Musings on life, the universe and an elephant named Flobo


For those not aware, Melbourne Cup is held on the first Tuesday in November each year. It is called the race that stops the nation and people gather in offices, if they haven’t been fortunate enough to get the day or afternoon off, to watch a bunch of jockeys race horses around a track.

You may be able to tell from my description of the iconic horse race that I am not terribly impressed by horse racing. Personally I think that it is a rather cruel endeavour, especially when the horses end up lame and need to be put down and I will also admit that I find horses an overrated animal. Gasp… yes, I actually said that. I think cows have far more personality than the average horse.

This year, I was not in an office that took part in sweeps – it seemed rather pointless in a smaller office, however I did place my first ever bet. Growing up around a number of family members that love to watch the horses, it is quite surprising that I had absolutely no idea what I was doing. I went with one of my colleagues to the local pub and he talked me through to process. Hey big spender… I spent a total of $8 backing four horses to either win or place. I have never been one for gambling and apart from occasionally feeding $20 into the pokies, I would say my main form of gambling is scratch-its. I do not know why but I love spending a couple of dollars at a time scratching those little cards. My OCD also makes me scratch the panels neatly so a $4 scratchie can last me a good couple of minutes…

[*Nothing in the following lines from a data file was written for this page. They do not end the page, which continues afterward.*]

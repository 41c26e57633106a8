//! Chromium over CDP as a script bridge for the form engine.

pub mod backend;
pub mod cdp;
pub mod eval;
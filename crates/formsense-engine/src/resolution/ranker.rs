use crate::resolution::strategy::Candidate;
use tracing::debug;

/// Picks the winner: highest score, then highest strategy priority, then proposal order.
/// Exact-label candidates never compete with later strategies; generation stops at them.
pub fn rank(mut candidates: Vec<Candidate>) -> Option<Candidate> {
    // sort_by is stable, so equal keys keep proposal order
    candidates.sort_by(|a, b| {
        b.score
            .cmp(&a.score)
            .then_with(|| a.priority().cmp(&b.priority()))
    });
    if let Some(winner) = candidates.first() {
        debug!(
            node = winner.node,
            method = %winner.method,
            score = winner.score,
            total = candidates.len(),
            "ranked candidates"
        );
    }
    candidates.into_iter().next()
}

Anyway, I am getting away from myself. So, the office gathered at race time, lounging around in front of one of the TV’s and pigging out on crisps and popcorn while the horses were led into their – stalls? The gates opened and I sat there, bored from the very beginning as I am far too deaf to be able to figure out what the hell is being said at such breakneck speeds and all horses pretty much look the same to me.

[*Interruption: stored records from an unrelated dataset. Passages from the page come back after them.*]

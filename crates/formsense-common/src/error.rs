use crate::result::FailureKind;
use serde_json::Value;

/// Errors raised by a script-evaluation bridge or reported by the page runtime.
#[derive(thiserror::Error, Debug, Clone)]
pub enum BackendError {
    #[error("Navigation failed: {0}")]
    Navigation(String),

    #[error("Element {id} is stale (snapshot epoch no longer matches the page)")]
    ElementStale { id: u32 },

    #[error("Invalid selector: {selector}")]
    SelectorInvalid { selector: String },

    #[error("Script execution error: {0}")]
    ScriptError(String),

    #[error("Script returned null")]
    NullResult,

    #[error("Timed out during {operation}")]
    TimeoutWithContext { operation: String },

    #[error("Invalid request: {0}")]
    InvalidRequest(String),

    #[error("Runtime injection failed: {0}")]
    Injection(String),

    #[error("Browser is not launched")]
    NotReady,

    #[error("IO error: {0}")]
    Io(String),

    #[error("Serialization error: {0}")]
    Serialization(String),

    #[error("Bridge error: {0}")]
    Other(String),
}

impl From<std::io::Error> for BackendError {
    fn from(err: std::io::Error) -> Self {
        BackendError::Io(err.to_string())
    }
}

impl From<serde_json::Error> for BackendError {
    fn from(err: serde_json::Error) -> Self {
        BackendError::Serialization(err.to_string())
    }
}

impl BackendError {
    /// Page-runtime error code for this error.
    pub fn code(&self) -> &'static str {
        match self {
            BackendError::Navigation(_) => "NAVIGATION_ERROR",
            BackendError::ElementStale { .. } => "ELEMENT_STALE",
            BackendError::SelectorInvalid { .. } => "SELECTOR_INVALID",
            BackendError::ScriptError(_) => "SCRIPT_ERROR",
            BackendError::NullResult => "NULL_RESULT",
            BackendError::TimeoutWithContext { .. } => "TIMEOUT",
            BackendError::InvalidRequest(_) => "INVALID_REQUEST",
            BackendError::Injection(_) => "INJECTION_ERROR",
            BackendError::NotReady => "NOT_READY",
            BackendError::Io(_) => "IO_ERROR",
            BackendError::Serialization(_) => "SERIALIZATION_ERROR",
            BackendError::Other(_) => "INTERNAL_ERROR",
        }
    }

    /// Failure category reported to callers of the engine operations.
    pub fn failure_kind(&self) -> FailureKind {
        match self {
            BackendError::ScriptError(_) => FailureKind::ScriptExecutionError,
            BackendError::NullResult => FailureKind::NullResult,
            BackendError::ElementStale { .. } => FailureKind::StaleElement,
            _ => FailureKind::Bridge,
        }
    }
}

/// Maps an error code returned by the page runtime to a [`BackendError`].
pub fn map_page_error(code: &str, message: &str, details: Option<&Value>) -> BackendError {
    match code {
        "ELEMENT_STALE" => BackendError::ElementStale {
            id: details
                .and_then(|d| d.get("id"))
                .and_then(Value::as_u64)
                .unwrap_or(0) as u32,
        },
        "SELECTOR_INVALID" => BackendError::SelectorInvalid {
            selector: details
                .and_then(|d| d.get("selector"))
                .and_then(Value::as_str)
                .unwrap_or("")
                .to_string(),
        },
        "SCRIPT_ERROR" => BackendError::ScriptError(message.to_string()),
        "TIMEOUT" => BackendError::TimeoutWithContext {
            operation: message.to_string(),
        },
        "INVALID_REQUEST" | "UNKNOWN_ACTION" => BackendError::InvalidRequest(message.to_string()),
        "INTERNAL_ERROR" => BackendError::Other(message.to_string()),
        _ => BackendError::Other(format!("[{}] {}", code, message)),
    }
}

The horses crossed the finish line and the winner and runners-up were announced. To my amazement, I won! One of the horses I had so carefully picked based mostly on the colour of the jersey worn by the jockey, and the horses name, had won! A nice little profit of $13 for a little stroll down to the TAB.

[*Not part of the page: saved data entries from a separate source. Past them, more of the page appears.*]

use formsense_common::protocol::{FieldType, SnapshotNode};

/// Input types that never take a value from the user.
const NON_FIELD_INPUT_TYPES: &[&str] = &["hidden", "submit", "button", "reset", "image"];

/// Elements whose text may name a nearby control.
const LABEL_LIKE_TAGS: &[&str] = &[
    "label", "h1", "h2", "h3", "h4", "h5", "h6", "p", "span", "div", "legend",
];

pub fn classify(node: &SnapshotNode) -> FieldType {
    if !node.is_element() {
        return FieldType::Unknown;
    }
    match node.tag.as_str() {
        "select" => FieldType::Select,
        "textarea" => FieldType::Textarea,
        "input" => FieldType::from(node.attr("type").unwrap_or("text").trim().to_string()),
        _ => match node.role() {
            Some("radio") => FieldType::Radio,
            Some("checkbox") => FieldType::Checkbox,
            _ if is_content_editable(node) => FieldType::ContentEditable,
            Some("textbox") => FieldType::ContentEditable,
            _ => FieldType::Unknown,
        },
    }
}

fn is_content_editable(node: &SnapshotNode) -> bool {
    node.attr("contenteditable")
        .is_some_and(|v| v.is_empty() || v.eq_ignore_ascii_case("true"))
}

/// A control that accepts user input.
pub fn is_form_control(node: &SnapshotNode) -> bool {
    if !node.is_element() {
        return false;
    }
    match node.tag.as_str() {
        "input" => {
            let kind = node.attr("type").unwrap_or("text").to_ascii_lowercase();
            !NON_FIELD_INPUT_TYPES.contains(&kind.as_str())
        }
        "select" | "textarea" => true,
        _ => classify(node) != FieldType::Unknown,
    }
}

/// Text-entry inputs and textareas.
pub fn is_plain_text_field(node: &SnapshotNode) -> bool {
    is_form_control(node) && classify(node).is_plain_text()
}

/// Radio buttons and checkboxes, native or ARIA.
pub fn is_choice_control(node: &SnapshotNode) -> bool {
    is_form_control(node) && classify(node).is_choice()
}

pub fn is_label_like(node: &SnapshotNode) -> bool {
    node.is_element() && (LABEL_LIKE_TAGS.contains(&node.tag.as_str()) || is_heading(node))
}

pub fn is_heading(node: &SnapshotNode) -> bool {
    matches!(node.tag.as_str(), "h1" | "h2" | "h3" | "h4" | "h5" | "h6")
        || node.role() == Some("heading")
}

#[cfg(test)]
mod tests {
    use super::*;
    use crate::dom::SnapshotBuilder;

    fn classify_one(tag: &str, attrs: &[(&str, &str)]) -> (FieldType, bool) {
        let mut b = SnapshotBuilder::new();
        let body = b.body();
        let id = b.element(body, tag, attrs);
        let snap = b.build();
        let node = &snap.nodes[id as usize];
        (classify(node), is_form_control(node))
    }

    #[test]
    fn test_native_controls() {
        assert_eq!(classify_one("select", &[]), (FieldType::Select, true));
        assert_eq!(classify_one("textarea", &[]), (FieldType::Textarea, true));
        assert_eq!(classify_one("input", &[]), (FieldType::Text, true));
        assert_eq!(
            classify_one("input", &[("type", "checkbox")]),
            (FieldType::Checkbox, true)
        );
        assert_eq!(
            classify_one("input", &[("type", "date")]),
            (FieldType::Input("date".into()), true)
        );
        assert_eq!(
            classify_one("input", &[("type", "hidden")]),
            (FieldType::Input("hidden".into()), false)
        );
        assert!(!classify_one("input", &[("type", "submit")]).1);
    }

    #[test]
    fn test_editable_and_aria() {
        assert_eq!(
            classify_one("div", &[("contenteditable", "true")]),
            (FieldType::ContentEditable, true)
        );
        assert_eq!(
            classify_one("div", &[("role", "radio")]),
            (FieldType::Radio, true)
        );
        assert_eq!(
            classify_one("div", &[("role", "checkbox")]),
            (FieldType::Checkbox, true)
        );
        assert_eq!(
            classify_one("div", &[("role", "textbox")]),
            (FieldType::ContentEditable, true)
        );
        assert_eq!(classify_one("div", &[]), (FieldType::Unknown, false));
        assert_eq!(classify_one("button", &[]), (FieldType::Unknown, false));
    }

    #[test]
    fn test_label_like() {
        let mut b = SnapshotBuilder::new();
        let body = b.body();
        let span = b.element(body, "span", &[]);
        let heading = b.element(body, "section", &[("role", "heading")]);
        let input = b.element(body, "input", &[]);
        let snap = b.build();

        assert!(is_label_like(&snap.nodes[span as usize]));
        assert!(is_label_like(&snap.nodes[heading as usize]));
        assert!(is_heading(&snap.nodes[heading as usize]));
        assert!(!is_label_like(&snap.nodes[input as usize]));
    }
}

Yes, it may sound foolish to some but the fact is, I hardly ever win a thing. I remember winning a raffle at the Primary School fete when I was a kid. The prize was a doll with a little blanket that had been carefully embroidered. I pretty much hated most dolls when I was a kid – give me a teddy bear any day. However this one was special as it had been donated by my Grandma. In Grade 2, I won an award for being the best pupil for the year (I don’t know if this was based on scholastic achievement or manners) and received a book voucher which I promptly spent on Fairy Magic by Shirley Barber and Snugglepot and Cuddlepie by May Gibbs. It amazed me at the time since I am still pretty certain that my Grade 2 teacher hated me (I certainly got told to stand in the corner often enough – although probably because Mum loved to charge into the classroom and start bossing everyone around when she could hear it was getting out of hand from the tuckshop below). In Grade 7, I won the election to be one of the School Captains. I was quite horrified when my name was announced and I had to make a speech. I wouldn’t have entered the election if it hadn’t been compulsory… having enough kids to cover both School and Sports captains when you only have 10 pupils to draw from is a challenge.

I, like many others, would love to win the lotto someday although I don’t tend to play it often. The story around the family grapevine is that one of my Great Grandmothers used to pray every night that no one in the family would ever win for fear that money would spoil us. Thanks Great Gran… I would love the chance to prove that money wouldn’t really change me so if you can get around to reversing that prayer of yours that would be swell.

It is easy to get super excited by winning little prizes (good work for those who manage to win big) and forget about everything else that has been won in life. I am incredibly lucky to have won the love of a good man. I am incredibly lucky to have won the friendship of another man. I am lucky to have won the right to be called Aunty and be the go to person to tell tall stories and run around with the kids.

Luck is all around us. We just have to keep our eyes open to it.